Das Herzstück von Ubuntu, das Software-Center, welches als Dreh- und Angelpunkt für eine einfache Programmverwaltung dient, hat ebenfalls eine optische Frischzellenkur erhalten.

Das neue Ubuntu bietet jedoch nicht nur ein paar Design-Veränderungen, ein Schwerpunkt bei der Entwicklung war die Integration von Communities und Social Network Diensten wie Facebook, MySpace und Twitter.

An der Installation von Flash haben die Entwickler ebenfalls gefeilt. Statt vormals drei verschiedene Plugins anzubieten, wird nun direkt Adobe Flash vorgeschlagen. Im Test konnten wir nach wenigen Augenblicken Flash-Videos abspielen, beim Vorgänger-Ubuntu war dies mitunter langwieriger.

Integrierter Music Store

Zudem haben die Programmierer von Canonical den Ubuntu One Music Store ins Leben gerufen.
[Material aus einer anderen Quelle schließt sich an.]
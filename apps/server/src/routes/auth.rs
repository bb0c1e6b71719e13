//! Authentication REST route handlers
//!
//! - `POST /auth/login` - Create a logged-in UI session
//! - `DELETE /auth/logout` - Drop the caller's session
//! - `GET /auth/me` - Who the caller's session belongs to

use axum::{
    extract::State,
    http::StatusCode,
    routing::{delete, get, post},
    Json, Router,
};
use serde::{Deserialize, Serialize};

use crate::error::{ApiError, ApiResult};
use crate::middleware::UiSession;
use crate::state::AppState;

/// Scratch key holding the logged-in user name
pub const USERNAME_KEY: &str = "username";

/// Create authentication router
pub fn auth_router(state: AppState) -> Router {
    Router::new()
        .route("/login", post(login))
        .route("/logout", delete(logout))
        .route("/me", get(me))
        .with_state(state)
}

// ========== Request/Response Types ==========

/// Login request body
#[derive(Debug, Deserialize)]
pub struct LoginRequest {
    pub username: String,
    pub password: String,
}

/// Login response
#[derive(Debug, Serialize, Deserialize)]
pub struct LoginResponse {
    /// Value for the `X-Session-Id` header on later requests
    pub session_id: String,
}

/// Current session owner
#[derive(Debug, Serialize, Deserialize)]
pub struct MeResponse {
    pub username: String,
}

// ========== Handlers ==========

/// Check credentials and open a session
///
/// With accounts disabled any credentials are accepted.
async fn login(
    State(state): State<AppState>,
    Json(request): Json<LoginRequest>,
) -> ApiResult<Json<LoginResponse>> {
    let username = request.username.trim();
    if username.is_empty() {
        return Err(ApiError::ValidationError("username is required".to_string()));
    }

    if !state.sessions.check_credentials(username, &request.password) {
        tracing::info!(username, "Rejected UI login");
        return Err(ApiError::InvalidCredentials);
    }

    let session = state
        .sessions
        .create_session(state.sessions.session_timeout_secs())?;
    session.put(USERNAME_KEY, username);
    session.set_logged_in(true);

    tracing::info!(username, session = session.log_id(), "UI login");
    Ok(Json(LoginResponse {
        session_id: session.id().to_string(),
    }))
}

async fn logout(State(state): State<AppState>, UiSession(session): UiSession) -> StatusCode {
    session.set_logged_in(false);
    state.sessions.remove_session(session.id());
    tracing::info!(session = session.log_id(), "UI logout");
    StatusCode::NO_CONTENT
}

async fn me(UiSession(session): UiSession) -> Json<MeResponse> {
    Json(MeResponse {
        username: session.get(USERNAME_KEY).unwrap_or_default(),
    })
}
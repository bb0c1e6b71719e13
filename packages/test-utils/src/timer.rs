//! Manually driven timer
//!
//! # Lock Poisoning Recovery
//!
//! Locks are acquired with `unwrap_or_else(|e| e.into_inner())` so a test
//! that panics while holding one does not poison the timer for the next.

use std::sync::atomic::{AtomicU64, Ordering};
use std::sync::{Arc, Mutex, MutexGuard, Weak};
use std::time::Duration;

use hearth_timer::{SubscriptionId, Timer, TimerSubscriber};

struct Subscription {
    id: SubscriptionId,
    subscriber: Weak<dyn TimerSubscriber>,
    interval: Duration,
}

/// Timer whose ticks are delivered only by calling [`ManualTimer::fire`]
///
/// Subscribers are held weakly, like the production timer.
#[derive(Default)]
pub struct ManualTimer {
    subscriptions: Mutex<Vec<Subscription>>,
    next_id: AtomicU64,
    unsubscribes: AtomicU64,
}

impl ManualTimer {
    pub fn new() -> Self {
        Self::default()
    }

    fn lock(&self) -> MutexGuard<'_, Vec<Subscription>> {
        self.subscriptions.lock().unwrap_or_else(|e| e.into_inner())
    }

    /// Deliver one tick to every live subscriber
    ///
    /// Subscribers may subscribe or unsubscribe from inside the callback.
    /// Returns the number of subscribers notified.
    pub fn fire(&self) -> usize {
        let targets: Vec<Arc<dyn TimerSubscriber>> = self
            .lock()
            .iter()
            .filter_map(|s| s.subscriber.upgrade())
            .collect();

        for subscriber in &targets {
            subscriber.timer_notify();
        }
        targets.len()
    }

    /// Deliver `n` ticks
    pub fn fire_times(&self, n: usize) {
        for _ in 0..n {
            self.fire();
        }
    }

    pub fn subscription_count(&self) -> usize {
        self.lock().len()
    }

    pub fn is_subscribed(&self, id: SubscriptionId) -> bool {
        self.lock().iter().any(|s| s.id == id)
    }

    /// Interval requested by subscription `id`
    pub fn interval_of(&self, id: SubscriptionId) -> Option<Duration> {
        self.lock().iter().find(|s| s.id == id).map(|s| s.interval)
    }

    /// Total number of subscriptions ever created
    pub fn subscribe_calls(&self) -> u64 {
        self.next_id.load(Ordering::SeqCst)
    }

    /// Total number of successful unsubscribe calls
    pub fn unsubscribe_calls(&self) -> u64 {
        self.unsubscribes.load(Ordering::SeqCst)
    }
}

impl Timer for ManualTimer {
    fn subscribe(&self, subscriber: Arc<dyn TimerSubscriber>, interval: Duration) -> SubscriptionId {
        let id = SubscriptionId::new(self.next_id.fetch_add(1, Ordering::SeqCst) + 1);
        self.lock().push(Subscription {
            id,
            subscriber: Arc::downgrade(&subscriber),
            interval,
        });
        id
    }

    fn unsubscribe(&self, id: SubscriptionId) -> bool {
        let mut subscriptions = self.lock();
        let before = subscriptions.len();
        subscriptions.retain(|s| s.id != id);
        let removed = subscriptions.len() != before;
        if removed {
            self.unsubscribes.fetch_add(1, Ordering::SeqCst);
        }
        removed
    }
}
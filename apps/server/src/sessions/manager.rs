//! Session registry
//!
//! Sessions live in a small vector scanned linearly; a home server has a
//! handful of UI clients at most. The registry holds a timer subscription
//! only while at least one session exists, and each tick evicts sessions that
//! have been idle for longer than their timeout.

use std::collections::HashMap;
use std::sync::atomic::{AtomicUsize, Ordering};
use std::sync::{Arc, Mutex, MutexGuard, Weak};
use std::time::Duration;

use hearth_shared_config::UiConfig;
use hearth_task_processor::{ChangeListener, ObjectId};
use hearth_timer::{SubscriptionId, Timer, TimerSubscriber};

use super::clock;
use super::error::{SessionError, SessionResult};
use super::session::Session;

/// Consecutive id collisions tolerated before `create_session` gives up
pub const MAX_ID_ATTEMPTS: u32 = 100;

/// Source of candidate session ids
pub type IdGenerator = Arc<dyn Fn() -> String + Send + Sync>;

/// 128 random bits as 32 lowercase hex characters
pub fn random_session_id() -> String {
    format!("{:032x}", rand::random::<u128>())
}

/// Registry of live UI sessions
///
/// Cloning is cheap; all clones share the same registry.
#[derive(Clone)]
pub struct SessionManager {
    inner: Arc<Inner>,
}

enum TimerSubscription {
    Unsubscribed,
    Subscribed(SubscriptionId),
}

struct Registry {
    sessions: Vec<Arc<Session>>,
    subscription: TimerSubscription,
}

struct Inner {
    registry: Mutex<Registry>,
    /// Mirrors `registry.sessions.len()`, readable without the lock
    session_count: AtomicUsize,
    accounts: HashMap<String, String>,
    accounts_enabled: bool,
    session_timeout_secs: u64,
    max_update_ids: usize,
    sweep_interval: Duration,
    timer: Arc<dyn Timer>,
    generate_id: IdGenerator,
    /// Handed to the timer; the timer only keeps a weak reference
    weak_self: Weak<Inner>,
}

impl SessionManager {
    /// Create a registry with random session ids
    pub fn new(timer: Arc<dyn Timer>, config: &UiConfig) -> Self {
        Self::with_id_generator(timer, config, Arc::new(random_session_id))
    }

    /// Create a registry that draws session ids from `generate_id`
    ///
    /// A zero update-id cap or sweep interval is raised to 1.
    pub fn with_id_generator(
        timer: Arc<dyn Timer>,
        config: &UiConfig,
        generate_id: IdGenerator,
    ) -> Self {
        if let Err(e) = config.validate() {
            tracing::warn!(error = %e, "Invalid UI configuration, clamping to usable values");
        }

        let inner = Arc::new_cyclic(|weak_self| Inner {
            registry: Mutex::new(Registry {
                sessions: Vec::new(),
                subscription: TimerSubscription::Unsubscribed,
            }),
            session_count: AtomicUsize::new(0),
            accounts: config.accounts.clone(),
            accounts_enabled: config.accounts_enabled,
            session_timeout_secs: config.session_timeout_secs,
            max_update_ids: config.max_update_ids.max(1),
            sweep_interval: Duration::from_secs(config.sweep_interval_secs.max(1)),
            timer,
            generate_id,
            weak_self: weak_self.clone(),
        });
        Self { inner }
    }

    /// Idle timeout applied to sessions created by the web layer
    pub fn session_timeout_secs(&self) -> u64 {
        self.inner.session_timeout_secs
    }

    pub fn accounts_enabled(&self) -> bool {
        self.inner.accounts_enabled
    }

    /// Create and register a new, not yet logged in session
    pub fn create_session(&self, timeout_secs: u64) -> SessionResult<Arc<Session>> {
        self.inner.create_session(timeout_secs)
    }

    pub fn get_session(&self, id: &str) -> Option<Arc<Session>> {
        let registry = self.inner.lock();
        find_session(&registry, id)
    }

    /// Remove a session; returns whether it existed
    pub fn remove_session(&self, id: &str) -> bool {
        self.inner.remove_session(id)
    }

    /// Configured password for `user`
    pub fn get_user_password(&self, user: &str) -> Option<String> {
        self.inner.accounts.get(user).cloned()
    }

    /// Check a login attempt
    ///
    /// With accounts disabled every login is accepted.
    pub fn check_credentials(&self, user: &str, password: &str) -> bool {
        if !self.inner.accounts_enabled {
            return true;
        }
        self.inner
            .accounts
            .get(user)
            .is_some_and(|expected| expected == password)
    }

    /// Tell every logged-in session that container `id` changed
    pub fn container_changed_ui(&self, id: ObjectId) {
        self.inner.fan_out(|session| session.container_changed_ui(id));
    }

    /// Tell every logged-in session that `ids` changed
    pub fn container_changed_ui_batch(&self, ids: &[ObjectId]) {
        self.inner
            .fan_out(|session| session.container_changed_ui_batch(ids));
    }

    /// Reconcile the timer subscription with the number of sessions
    pub fn check_timer(&self) {
        let mut registry = self.inner.lock();
        self.inner.check_timer(&mut registry);
    }

    /// Evict sessions idle for longer than their timeout at `now_ms`
    ///
    /// `now_ms` is a reading of the session clock ([`clock::now_ms`]).
    ///
    /// Returns the number of sessions evicted.
    pub fn sweep_expired_at(&self, now_ms: i64) -> usize {
        self.inner.sweep_expired_at(now_ms)
    }

    pub fn session_count(&self) -> usize {
        self.inner.session_count.load(Ordering::Acquire)
    }

    pub fn is_timer_subscribed(&self) -> bool {
        matches!(
            self.inner.lock().subscription,
            TimerSubscription::Subscribed(_)
        )
    }
}

impl Inner {
    fn lock(&self) -> MutexGuard<'_, Registry> {
        self.registry.lock().unwrap_or_else(|e| e.into_inner())
    }

    fn create_session(&self, timeout_secs: u64) -> SessionResult<Arc<Session>> {
        let mut registry = self.lock();

        let mut attempts = 0;
        let id = loop {
            let candidate = (self.generate_id)();
            attempts += 1;
            if find_session(&registry, &candidate).is_none() {
                break candidate;
            }
            if attempts >= MAX_ID_ATTEMPTS {
                tracing::error!(
                    attempts,
                    last_id = %candidate,
                    "Session id generator keeps returning ids already in use"
                );
                return Err(SessionError::IdExhausted {
                    attempts,
                    last_id: candidate,
                });
            }
        };

        let session = Arc::new(Session::new(id, timeout_secs, self.max_update_ids));
        registry.sessions.push(Arc::clone(&session));
        self.session_count
            .store(registry.sessions.len(), Ordering::Release);
        self.check_timer(&mut registry);

        tracing::debug!(
            session = session.log_id(),
            timeout_secs,
            sessions = registry.sessions.len(),
            "Session created"
        );
        Ok(session)
    }

    fn remove_session(&self, id: &str) -> bool {
        let mut registry = self.lock();
        let Some(index) = registry.sessions.iter().position(|s| s.id() == id) else {
            return false;
        };

        let session = registry.sessions.remove(index);
        self.session_count
            .store(registry.sessions.len(), Ordering::Release);
        self.check_timer(&mut registry);

        tracing::debug!(session = session.log_id(), "Session removed");
        true
    }

    fn fan_out(&self, notify: impl Fn(&Session)) {
        if self.session_count.load(Ordering::Acquire) == 0 {
            return;
        }
        let registry = self.lock();
        for session in registry.sessions.iter().filter(|s| s.is_logged_in()) {
            notify(session);
        }
    }

    fn check_timer(&self, registry: &mut Registry) {
        let subscribed = match registry.subscription {
            TimerSubscription::Subscribed(id) => Some(id),
            TimerSubscription::Unsubscribed => None,
        };

        match (registry.sessions.is_empty(), subscribed) {
            (false, None) => {
                let Some(this) = self.weak_self.upgrade() else {
                    return;
                };
                let id = self.timer.subscribe(this, self.sweep_interval);
                tracing::debug!(subscription = %id, "Session sweep scheduled");
                registry.subscription = TimerSubscription::Subscribed(id);
            }
            (true, Some(id)) => {
                self.timer.unsubscribe(id);
                tracing::debug!(subscription = %id, "Session sweep stopped");
                registry.subscription = TimerSubscription::Unsubscribed;
            }
            _ => {}
        }
    }

    fn sweep_expired_at(&self, now_ms: i64) -> usize {
        let mut registry = self.lock();
        let before = registry.sessions.len();

        registry.sessions.retain(|session| {
            let expired = session.is_expired_at(now_ms);
            if expired {
                tracing::debug!(
                    session = session.log_id(),
                    idle_ms = now_ms - session.last_access_ms(),
                    "Session timed out"
                );
            }
            !expired
        });

        let evicted = before - registry.sessions.len();
        self.session_count
            .store(registry.sessions.len(), Ordering::Release);
        self.check_timer(&mut registry);

        if evicted > 0 {
            tracing::info!(evicted, remaining = registry.sessions.len(), "Expired sessions swept");
        }
        evicted
    }
}

fn find_session(registry: &Registry, id: &str) -> Option<Arc<Session>> {
    registry.sessions.iter().find(|s| s.id() == id).cloned()
}

impl TimerSubscriber for Inner {
    fn timer_notify(&self) {
        tracing::debug!(
            sessions = self.session_count.load(Ordering::Acquire),
            "Checking UI sessions for expiry"
        );
        self.sweep_expired_at(clock::now_ms());
    }
}

impl TimerSubscriber for SessionManager {
    fn timer_notify(&self) {
        self.inner.timer_notify();
    }
}

impl ChangeListener for SessionManager {
    fn container_changed(&self, ids: &[ObjectId]) {
        match ids {
            [id] => self.container_changed_ui(*id),
            ids => self.container_changed_ui_batch(ids),
        }
    }
}
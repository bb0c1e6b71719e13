//! Background task route handlers
//!
//! - `GET /ui/tasks` - Running task and queue snapshot
//! - `POST /ui/tasks/rescan` - Queue a directory rescan
//! - `DELETE /ui/tasks/:id` - Cooperatively cancel a task and its children

use std::path::{Path, PathBuf};
use std::sync::Arc;

use axum::{
    extract::{Path as UrlPath, State},
    http::StatusCode,
    routing::{delete, get, post},
    Json, Router,
};
use hearth_task_processor::jobs::RescanDirectoryTask;
use hearth_task_processor::{TaskId, TaskView};
use serde::{Deserialize, Serialize};

use crate::error::{ApiError, ApiResult};
use crate::middleware::UiSession;
use crate::state::AppState;

/// Create the task router
pub fn tasks_router(state: AppState) -> Router {
    Router::new()
        .route("/tasks", get(list_tasks))
        .route("/tasks/rescan", post(rescan))
        .route("/tasks/:id", delete(cancel_task))
        .with_state(state)
}

/// Snapshot of the task processor
#[derive(Debug, Serialize)]
pub struct TaskListResponse {
    pub current: Option<TaskView>,
    pub queued: Vec<TaskView>,
}

#[derive(Debug, Deserialize)]
pub struct RescanRequest {
    /// Directory to scan, absolute or relative to the media root
    pub path: String,
}

#[derive(Debug, Serialize, Deserialize)]
pub struct RescanResponse {
    pub task_id: u64,
}

async fn list_tasks(State(state): State<AppState>, _session: UiSession) -> Json<TaskListResponse> {
    Json(TaskListResponse {
        current: state.processor.current_task(),
        queued: state.processor.task_list(),
    })
}

fn resolve_scan_path(root: &Path, requested: &str) -> ApiResult<PathBuf> {
    let requested = requested.trim();
    if requested.is_empty() {
        return Err(ApiError::ValidationError("path is required".to_string()));
    }

    let path = Path::new(requested);
    let path = if path.is_absolute() {
        path.to_path_buf()
    } else {
        root.join(path)
    };

    if !path.is_dir() {
        return Err(ApiError::not_found("directory", path.display().to_string()));
    }
    Ok(path)
}

async fn rescan(
    State(state): State<AppState>,
    UiSession(session): UiSession,
    Json(request): Json<RescanRequest>,
) -> ApiResult<(StatusCode, Json<RescanResponse>)> {
    let path = resolve_scan_path(&state.media_root, &request.path)?;

    let task = RescanDirectoryTask::new(
        path.clone(),
        state.library.clone(),
        Arc::new(state.sessions.clone()),
    );
    let id = state.processor.add_task(task);

    tracing::info!(
        session = session.log_id(),
        task_id = %id,
        path = %path.display(),
        "Rescan requested from UI"
    );
    Ok((
        StatusCode::ACCEPTED,
        Json(RescanResponse { task_id: id.get() }),
    ))
}

/// Unknown and non-cancellable ids are accepted silently
async fn cancel_task(
    State(state): State<AppState>,
    _session: UiSession,
    UrlPath(id): UrlPath<u64>,
) -> StatusCode {
    state.processor.invalidate_task(TaskId::new(id));
    StatusCode::NO_CONTENT
}

#[cfg(test)]
mod tests {
    use super::*;
    use assert_matches::assert_matches;
    use tempfile::TempDir;

    #[test]
    fn test_resolve_relative_and_absolute() {
        let root = TempDir::new().unwrap();
        std::fs::create_dir(root.path().join("music")).unwrap();

        let relative = resolve_scan_path(root.path(), "music").unwrap();
        assert_eq!(relative, root.path().join("music"));

        let absolute = root.path().join("music");
        let resolved = resolve_scan_path(Path::new("/elsewhere"), absolute.to_str().unwrap()).unwrap();
        assert_eq!(resolved, absolute);
    }

    #[test]
    fn test_resolve_rejects_empty_and_missing() {
        let root = TempDir::new().unwrap();

        assert_matches!(
            resolve_scan_path(root.path(), "  "),
            Err(ApiError::ValidationError(_))
        );
        assert_matches!(
            resolve_scan_path(root.path(), "nope"),
            Err(ApiError::NotFound { resource_type: "directory", .. })
        );
    }
}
Die Funktionsweise ist dabei ähnlich wie iTunes: Einzelne Songs kosten 0,99 Euro. Für die Nutzung ist ein kostenloser Ubuntu One Account nötig, zwei Gigabyte Cloud-Onlinespeicher gibt es gratis dazu. Via Mausklick landet der gewünschte Song schließlich im virtuellen Warenkorb. Im Test funktionierte der Shop jedoch nur schleppend, was vermutlich an dem großen Ansturm nach dem Release liegt. Ein weiteres Problem: In der Auflösung 800x600 Pixel verschwinden einige Schaltflächen aus dem dargestellten Bereich (zum Beispiel im Rhythmbox Music Player), der Desktop ist jedoch vollständig zu sehen.

Insgesamt ist der erste Eindruck rundum positiv, die neue Optik verleiht Ubuntu ein moderneres Aussehen, was bei der "Beschaffung" von neuen Nutzern von Vorteil ist. Lobenswert ist auch die konsequente Integration von den mittlerweile üblichen Diensten wie einen Musicstore und die Unterstützung von sozialen Netzwerken.